Tout cela est parfaitement habituel. Ce qui l’est tout autant, mais néanmoins parfaitement incompréhensible pour moi, c’est le fait que, ses obligations accomplies, lorsque plus rien ne reste à faire dans la maison, dans le jardin ou chez les petits commerçants du coin, son occupation favorite est de s’installer dans un fauteuil, à l’ombre de sa véranda, et de m’observer. Oui, vous avez bien lu! Elle m’observe, ou plutôt me surveille. Au début, j’ai pensé que son intérêt s’estomperait avec le temps, qu’il s’agissait-là d’une curiosité bien naturelle pour la voisine la plus proche; on cherchait à savoir de qui il s’agissait et ce qu’elle pouvait bien faire de ses journées. Mais depuis qu’ils se sont installés, il y a maintenant cinq ans, jamais un jour ne s’est écoulé sans qu’elle installe, parfois à l’intérieur, en cas de mauvais temps, son siège tourné vers la fenêtre qui donne sur ma maison, pour scruter mes faits et gestes.

Si j’ai accepté son attitude comme normale et passagère au début de son installation dans la région, elle a vite fini par m’exaspérer et réveiller en moi une sorte de pudeur pour ce regard qui ne me quittait pas, jour après jour, semaine après semaine. La présence de cette curiosité pour mes faits et gestes se tourna pesante, voire désagréable. Elle semble en avoir conscience, mais jamais n’a changé son rituel.

Les mois passant, et plutôt que de vivre dans la frustration de cette inquisition de proximité, je décidai de mieux connaître la famille. Je confectionnai donc un gâteau au chocolat – le préféré de mes années d’enfance – et, armée d’une de mes oeuvres sur toile, me rendit chez eux à l’heure du goûter. La porte me fut ouverte avec cordialité, on me souhaita la bienvenue avec un thé préparé avec délicatesse et je passai deux heures parfaitement agréables en compagnie de la petite famille. On accrocha ma peinture au mur, apparemment ravis du changement sur les murs auxquels n’étaient suspendues que des photos de famille, et on se montra discrètement curieux des raisons qui m’avaient poussé à m’installer dans un endroit aussi perdu. Je tentai de satisfaire leur curiosité avec honnêteté, sachant toutefois que ma sincérité les déconcerterai. Mais comme je me refuse à mentir et qu’après tout je cherchais à mieux les connaître, il était de bon aloi de m’ouvrir également un peu dans mes réponses.

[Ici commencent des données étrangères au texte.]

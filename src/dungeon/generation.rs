//! Maze generation using randomized depth-first search.

use super::themes::{MapTheme, THEMES};
use super::types::{Coordinate, GameMap, TileType};
use crate::core::constants::{DORMANT_ENEMY_CHANCE, MAP_SIZE, MAP_START};
use rand::seq::SliceRandom;
use rand::Rng;

/// Generates a complete level: theme, carved maze, boss tile and dormant
/// ambushes. The grid is always `MAP_SIZE` x `MAP_SIZE`.
///
/// `excluded_theme` prevents two consecutive levels from sharing a theme. It
/// is ignored if excluding it would leave no theme to pick.
pub fn generate_map(level: u32, excluded_theme: Option<&str>, rng: &mut impl Rng) -> GameMap {
    let theme = pick_theme(excluded_theme, rng);
    let mut map = GameMap::filled(MAP_SIZE, MAP_SIZE, theme, level);

    let start = Coordinate::new(MAP_START.0, MAP_START.1);
    map.start_pos = start;
    if let Some(tile) = map.tile_mut(start) {
        tile.tile_type = TileType::Start;
        tile.explored = true;
        tile.visible = true;
    }

    let boss = carve_maze(&mut map, start, rng);
    map.boss_pos = boss;
    if boss != start {
        if let Some(tile) = map.tile_mut(boss) {
            tile.tile_type = TileType::Boss;
        }
    }

    place_dormant_enemies(&mut map, rng);

    tracing::debug!(
        level,
        theme = map.theme.name,
        boss_x = boss.x,
        boss_y = boss.y,
        ambushes = map.dormant_enemy_count(),
        "generated map"
    );

    map
}

/// Picks a theme uniformly, skipping `excluded` when another choice exists.
pub fn pick_theme(excluded: Option<&str>, rng: &mut impl Rng) -> &'static MapTheme {
    let pool: Vec<&'static MapTheme> = THEMES
        .iter()
        .filter(|t| excluded != Some(t.name))
        .collect();

    let pool = if pool.is_empty() {
        THEMES.iter().collect()
    } else {
        pool
    };

    // THEMES is a non-empty static so the pool is never empty here
    pool.choose(rng).copied().unwrap_or(&THEMES[0])
}

/// Carves corridors with a 2-cell step recursive backtracker and returns the
/// visited cell furthest (Manhattan) from `start`. Ties keep the cell that
/// reached the maximum first.
fn carve_maze(map: &mut GameMap, start: Coordinate, rng: &mut impl Rng) -> Coordinate {
    let mut visited = vec![vec![false; map.width]; map.height];
    let mut stack: Vec<Coordinate> = vec![start];
    visited[start.y][start.x] = true;

    let mut furthest = start;
    let mut max_dist = 0;

    while let Some(&current) = stack.last() {
        let dist = current.manhattan(start);
        if dist > max_dist {
            max_dist = dist;
            furthest = current;
        }

        let neighbors = unvisited_neighbors(map, current, &visited);

        match neighbors.choose(rng) {
            Some(&next) => {
                visited[next.y][next.x] = true;
                let between = Coordinate::new((current.x + next.x) / 2, (current.y + next.y) / 2);
                for pos in [next, between] {
                    if let Some(tile) = map.tile_mut(pos) {
                        tile.tile_type = TileType::Floor;
                    }
                }
                stack.push(next);
            }
            None => {
                // Backtrack
                stack.pop();
            }
        }
    }

    furthest
}

/// Cells two steps away that are strictly inside the border and not yet
/// visited, in (+x, -x, +y, -y) order.
fn unvisited_neighbors(
    map: &GameMap,
    current: Coordinate,
    visited: &[Vec<bool>],
) -> Vec<Coordinate> {
    const STEPS: [(isize, isize); 4] = [(2, 0), (-2, 0), (0, 2), (0, -2)];

    STEPS
        .iter()
        .filter_map(|&(dx, dy)| {
            let nx = current.x as isize + dx;
            let ny = current.y as isize + dy;
            let inside = nx > 0
                && ny > 0
                && nx < map.width as isize - 1
                && ny < map.height as isize - 1;
            if !inside {
                return None;
            }
            let (nx, ny) = (nx as usize, ny as usize);
            if visited[ny][nx] {
                None
            } else {
                Some(Coordinate::new(nx, ny))
            }
        })
        .collect()
}

/// Flags plain floor tiles (never start or boss) with a dormant ambush.
fn place_dormant_enemies(map: &mut GameMap, rng: &mut impl Rng) {
    for row in map.tiles.iter_mut() {
        for tile in row.iter_mut() {
            if tile.tile_type == TileType::Floor && rng.gen::<f64>() < DORMANT_ENEMY_CHANCE {
                tile.has_enemy = true;
            }
        }
    }
}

Je rentrai convaincue que, sa curiosité satisfaite, ma voisine cesserait son jeu d’observation. Il n’en fut rien! Elle continua sans changer son rituel d’un iota. Et puis, je me rappelai notre conversation durant ma visite. Elle était, semble-t-il, heureuse d’avoir une famille, fière de son mari et de sa conscience humaine, mais je sentis de la frustration de ne pas s’accomplir ailleurs que dans la maternité et le mariage. Elle n’avait, à première vue, aucun passe-temps digne de ce nom, n’avait aucune occupation qui lui permit de se réaliser en tant que femme, en tant qu’être humain, indépendamment de sa famille. J’ai compris alors que son regard qui me surveillait était en fait la traduction de son sentiment d’incompréhension pour moi qui avais décidé de vivre la vie qui me permettait de m’accomplir, de me sentir en équilibre, pleinement, sans concession. Elle était, comme la plupart des personnes – à mon grand désarroi – incapable de se réaliser totalement dans les choix de vie qu’elle avait faits pour satisfaire et correspondre au moule de la société.

Je finis donc par accepter avec bienveillance cette surveillance, par accueillir avec indulgence cette forme de démontrer sa propre incompréhension pour mes choix. Elle était déroutée par le style de vie que j’avais choisi! Elle me l’avoua un jour. Mais jamais ne mentionna ses après-midi passés à regarder, parfois au moyen de jumelles, la maison située trois-cents mètres plus loin.